La cámara sangrienta, de Angela Carter
Ilustrado por Alejandra Acosta
Fascinación. Once letras que guardan demasiado, que lo guardan todo, que disfrazan cualquier obra con una pátina de adicción, de poderío que arraiga en la tierra, que nutre los cuerpos enraizándolos con las páginas, con las imágenes que a veces acompañan los textos, con el placer de verse inmerso en mundos divididos por el bien y el mal. Y los cuentos de siempre, los que manejábamos e ideábamos, los que nos contaban o ahora contamos, los que navegan por el mar de la inocencia y nos persiguen hasta la edad adulta, la vejez, ese momento en el que nos convertimos en seres de tres piernas, ayudados por el bastón que guarda todas las experiencias vividas. La cámara sangrienta no es un cuento, son muchos, pero no son los de siempre, porque en realidad estamos ante un tesoro, ante una de esas obras que marcan, que crean heridas que no cicatrizan, que sangran pero nos dan la vida, porque la lectura a veces duele, pero también nos gusta, porque en el dolor de algunos pinchazos, de algunos viajes rodeados de personajes mágicos, nos encontramos ante un nuevo papel que jamás nos habíamos encontrado.

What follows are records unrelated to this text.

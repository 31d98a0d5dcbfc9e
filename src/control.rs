//! Cooperative pause/resume/stop for batch runs.
//!
//! A single [`RunState`] value replaces separate "paused" and "stopped"
//! flags, so "paused and stopped at once" cannot be represented. The state
//! lives in a `tokio::sync::watch` channel: control calls are plain
//! synchronous methods, and a paused pipeline parks on the channel
//! until the state changes instead of sleep-polling.
//!
//! Cancellation is cooperative. The pipeline only consults the token at its
//! checkpoints (before each file, before each page, around each save), so
//! an in-flight render or recognition call always completes first.

use serde::Serialize;
use std::sync::Arc;
use tokio::sync::watch;
use tracing::debug;

/// Lifecycle of the controller that owns a [`ControlToken`].
#[derive(Debug, Clone, Copy, PartialEq, Eq, Default, Serialize)]
#[serde(rename_all = "camelCase")]
pub enum RunState {
    /// No batch in progress. Pause and stop are no-ops.
    #[default]
    Idle,
    Running,
    Paused,
    /// Stop requested; the run unwinds at its next checkpoint.
    Stopped,
}

/// Result of a checkpoint: keep going or unwind now.
#[derive(Debug, Clone, Copy, PartialEq, Eq)]
pub enum Checkpoint {
    Continue,
    Stop,
}

/// Shared handle to the run state. Cheap to clone.
#[derive(Debug, Clone)]
pub struct ControlToken {
    tx: Arc<watch::Sender<RunState>>,
}

impl Default for ControlToken {
    fn default() -> Self {
        Self::new()
    }
}

impl ControlToken {
    pub fn new() -> Self {
        let (tx, _rx) = watch::channel(RunState::Idle);
        Self { tx: Arc::new(tx) }
    }

    pub fn state(&self) -> RunState {
        *self.tx.borrow()
    }

    /// Running → Paused. Returns whether the state changed.
    pub fn pause(&self) -> bool {
        self.transition(|s| (s == RunState::Running).then_some(RunState::Paused))
    }

    /// Paused → Running.
    pub fn resume(&self) -> bool {
        self.transition(|s| (s == RunState::Paused).then_some(RunState::Running))
    }

    /// Running or Paused → Stopped. A stop while idle is ignored.
    pub fn stop(&self) -> bool {
        self.transition(|s| {
            matches!(s, RunState::Running | RunState::Paused).then_some(RunState::Stopped)
        })
    }

    /// Idle → Running. Fails if a run is already active.
    pub(crate) fn begin(&self) -> bool {
        self.transition(|s| (s == RunState::Idle).then_some(RunState::Running))
    }

    /// Any → Idle, at the end of a run.
    pub(crate) fn finish(&self) {
        self.tx.send_modify(|s| *s = RunState::Idle);
    }

    /// Wait out a pause, then report whether to continue.
    ///
    /// An idle token always continues, which lets a document run on its own
    /// outside any batch.
    pub async fn checkpoint(&self) -> Checkpoint {
        let mut rx = self.tx.subscribe();
        let state = *rx.borrow_and_update();
        match state {
            RunState::Idle | RunState::Running => Checkpoint::Continue,
            RunState::Stopped => Checkpoint::Stop,
            RunState::Paused => {
                debug!("Paused at checkpoint; waiting for resume or stop");
                let stopped = rx
                    .wait_for(|s| *s != RunState::Paused)
                    .await
                    .map(|s| *s == RunState::Stopped)
                    .unwrap_or(true);
                if stopped {
                    Checkpoint::Stop
                } else {
                    debug!("Resumed");
                    Checkpoint::Continue
                }
            }
        }
    }

    fn transition(&self, next: impl FnOnce(RunState) -> Option<RunState>) -> bool {
        self.tx.send_if_modified(|s| match next(*s) {
            Some(n) => {
                *s = n;
                true
            }
            None => false,
        })
    }
}
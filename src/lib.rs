//! # child-intake
//!
//! Extract child-registration records from scanned PDF forms and file them
//! with a registration backend.
//!
//! ## Why this crate?
//!
//! Field workers photograph or scan paper registration forms and upload them
//! in batches. Some PDFs carry a usable text layer (forms filled on a
//! computer); most are image-only scans. This crate reads the text layer
//! where it exists, falls back to OCR where it does not, and maps the text
//! onto a fixed set of fields by anchoring on the form's printed labels.
//! One PDF page is one form, and yields one record.
//!
//! ## Pipeline Overview
//!
//! ```text
//! PDF files
//!  │
//!  ├─ 1. Input     validate path (exists, readable, %PDF magic)
//!  ├─ 2. Source    open via pdfium (blocking, spawn_blocking)
//!  ├─ 3. Acquire   text layer ≥ 40 chars? use it : render → binarise → OCR
//!  ├─ 4. Normalise whitespace and invisible characters
//!  ├─ 5. Extract   label-anchored rule table → ChildRecord
//!  └─ 6. Persist   RecordStore::save → saved / duplicate / error tally
//! ```
//!
//! Steps 2–5 run per page inside a [`DocumentRun`]; step 6 and the
//! pause/resume/stop control surface live in the [`BatchController`].
//!
//! ## Quick Start
//!
//! ```rust,no_run
//! use child_intake::{BatchController, ExtractionConfig, JsonlRecordStore, OcrEngine};
//!
//! #[tokio::main]
//! async fn main() -> Result<(), Box<dyn std::error::Error>> {
//!     let config = ExtractionConfig::builder()
//!         .known_centres(["Purnea", "Gaya"])
//!         .build()?;
//!     let engine = OcrEngine::from_settings(config.ocr.clone());
//!     let store = JsonlRecordStore::open("records.jsonl").await?;
//!
//!     let controller = BatchController::new(store, engine, config);
//!     let summary = controller.start(&["form-01.pdf", "form-02.pdf"]).await?;
//!     eprintln!(
//!         "{} saved, {} duplicates, {} errors",
//!         summary.total_saved, summary.total_duplicates, summary.total_errors
//!     );
//!     Ok(())
//! }
//! ```
//!
//! ## Feature Flags
//!
//! | Feature     | Default | Description |
//! |-------------|---------|-------------|
//! | `cli`       | on      | Enables the `child-intake` binary (clap + anyhow + tracing-subscriber + indicatif) |
//! | `tesseract` | off     | Links libtesseract for OCR. Without it, image-only pages yield blank records |
//!
//! pdfium is loaded at runtime: set `PDFIUM_LIB_PATH`, place the library in
//! the working directory, or install it system-wide.

// ── Modules ──────────────────────────────────────────────────────────────

pub mod batch;
pub mod config;
pub mod control;
pub mod document;
pub mod error;
pub mod outcome;
pub mod pipeline;
pub mod progress;
pub mod record;
pub mod store;

// ── Re-exports ───────────────────────────────────────────────────────────

pub use batch::{write_summary, BatchController, BatchHandle};
pub use config::{ExtractionConfig, ExtractionConfigBuilder, OcrSettings, PreprocessSettings};
pub use control::{Checkpoint, ControlToken, RunState};
pub use document::{
    extract_records, extract_records_from_bytes, DocumentOutput, DocumentRun, RecordStream,
    RunPhase,
};
pub use error::{IntakeError, OcrError, PageError, StoreError};
pub use outcome::{BatchOutcome, BatchSummary, OutcomeEntry};
pub use pipeline::fields::FieldExtractor;
pub use pipeline::normalize::normalize_text;
pub use pipeline::ocr::{OcrEngine, Recognizer};
pub use pipeline::source::{DocumentLoader, PageSource, PdfiumLoader};
pub use progress::{IntakeProgressCallback, NoopProgressCallback, ProgressCallback};
pub use record::{ChildRecord, Field, Gender, TextSource};
pub use store::{HttpRecordStore, JsonlRecordStore, RecordStore, SaveStatus};
fn clean_centre(captured: &str) -> Option<String> {
    if RE_ROW_START.is_match(captured) {
        return None;
    }
    let cut = RE_CENTRE_STOP
        .find(captured)
        .map_or(captured, |m| &captured[..m.start()]);
    let kept: String = cut
        .chars()
        .filter(|c| c.is_ascii_alphanumeric() || matches!(c, ' ' | '-' | '.'))
        .collect();
    let value = collapse_ws(&kept);
    (!value.is_empty()).then_some(value)
}

fn roman_to_arabic(numeral: &str) -> u8 {
    match numeral {
        "I" => 1,
        "II" => 2,
        "III" => 3,
        "IV" => 4,
        "V" => 5,
        "VI" => 6,
        "VII" => 7,
        "VIII" => 8,
        "IX" => 9,
        _ => 10,
    }
}

/// Find the first `D/M/Y` date in `s` and format it as `DD Mon YYYY`.
pub fn parse_numeric_date(s: &str) -> Option<String> {
    RE_BARE_DATE
        .captures(s)
        .and_then(|c| format_date_captures(&c))
}

fn format_date_captures(c: &Captures<'_>) -> Option<String> {
    format_date(&c[1], &c[2], &c[3])
}

/// Two-digit years pivot at 50: `51`–`99` → 19xx, `00`–`50` → 20xx.
fn format_date(day: &str, month: &str, year: &str) -> Option<String> {
    let d: u32 = day.parse().ok()?;
    let m: usize = month.parse().ok()?;
    if !(1..=31).contains(&d) || !(1..=12).contains(&m) {
        return None;
    }
    let year = if year.len() == 2 {
        let yy: u32 = year.parse().ok()?;
        if yy > 50 {
            format!("19{year}")
        } else {
            format!("20{year}")
        }
    } else {
        year.to_string()
    };
    Some(format!("{d:02} {} {year}", MONTHS[m - 1]))
}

Ser, no estar, sólo ser, espectadores de auténtico lujo de narraciones convertidas en épicas hace tiempo, compuestas en un idioma extranjero que nos llegan traducidas en toda su inmensidad, en todo el esplendor que se encuentra siempre hasta en lo más oscuro. Vivir, pero no sólo respirando, también leyendo, porque nunca fueron necesarios los puntos finales. Nosotros los convertimos en nuevos comienzos. Y pensar, siempre entender, que cuando la vida se bifurca y nos lleva por parajes desiertos, hay momentos que no podrán reemplazarse como, por ejemplo, el de abrir por primera vez un libro como este.
La cámara sangrienta se editó, originariamente, en 1979. Hoy vuelve a nuestras manos, como si fuera un juego del destino que no podemos sortear. Angela Carter, que despereza hasta el más dormido de los mortales, contribuye con estas narraciones, con este compendio de cuentos, a ensalzar las tradiciones orales de cuentos de hadas, de cuentos de niño, componiendo una nueva historia en tono adulto que refleja que es imposible que pase el tiempo por lo que nos cuenta. Porque en realidad, las generaciones siempre acaban unidas, siempre acaban unidos por las mismas lecturas. Si yo hablara ahora de El gato con botas o de La Bella y la Bestia, seguro que a más de uno se les vendría a la mente muchas de las historias que escuchó o vio cuando era pequeño. Pero aunque estas dos historias, entre otras, aparezcan en este libro, ninguno podrá decir que lo que está leyendo es lo que recuerda. Sexto Piso se marca una lectura obligatoria que, página a página, demuestra que la autora puso el empeño en hacernos comprender que una nueva visión a algo ya conocido puede ser esa novedad que necesitábamos para disfrutar de nuevo. En el fondo es como volver a ser niños, pero con todas nuestras experiencias en la espalda, en la mochila de lo placentero, lo erótico, lo tabú que no es pronunciado nunca, sólo dibujado en un borrador que transformará el relato en una obra maestra, en un cuadro que se quedará en la exposición permanente de cualquiera de los museos de nuestras propias estanterías.
Y si el arte está plagado de genios, de personas que con un talento nato transforman un texto en una auténtica experiencia que llena todos los sentidos, ahora tenemos entre nosotros a Alejandra Acosta, que dibuja para nosotros, que dedica su don para agradecernos la vista, para crearnos esa especie de escalofrío al observar sus láminas, su arte, su reconocido prestigio en este mundo de la ilustración, de la imagen callada que lo dice todo, del sutil dibujo que tras horas de labor se convierte en algo más, no sabría describirlo, pero desde luego es algo más. Un ejercicio de maestría, de luz entre tanto oscuridad, de vivencias intensas frente a tanta laxitud. Combinar este arte con La cámara sangrienta y unirlo además a una autora como Angela Carter es convertir todo esto en un triángulo equilátero, en tres lados perfectos e iguales que no permiten que ningún error traspase el texto, las imágenes, los ojos, y consientan que nos metamos como invitados deseados en un mundo que, aunque conocido, deja de serlo. Esto no es igual a los cuentos de hadas, esto no se parece a aquellas narraciones con las que nuestros ojos empezaban a descansar, porque tras estos relatos se encuentra la osadía de querer dejarnos despiertos para siempre, para toda la eternidad, como esos personajes que permanecieron para siempre en el recuerdo de todas las generaciones.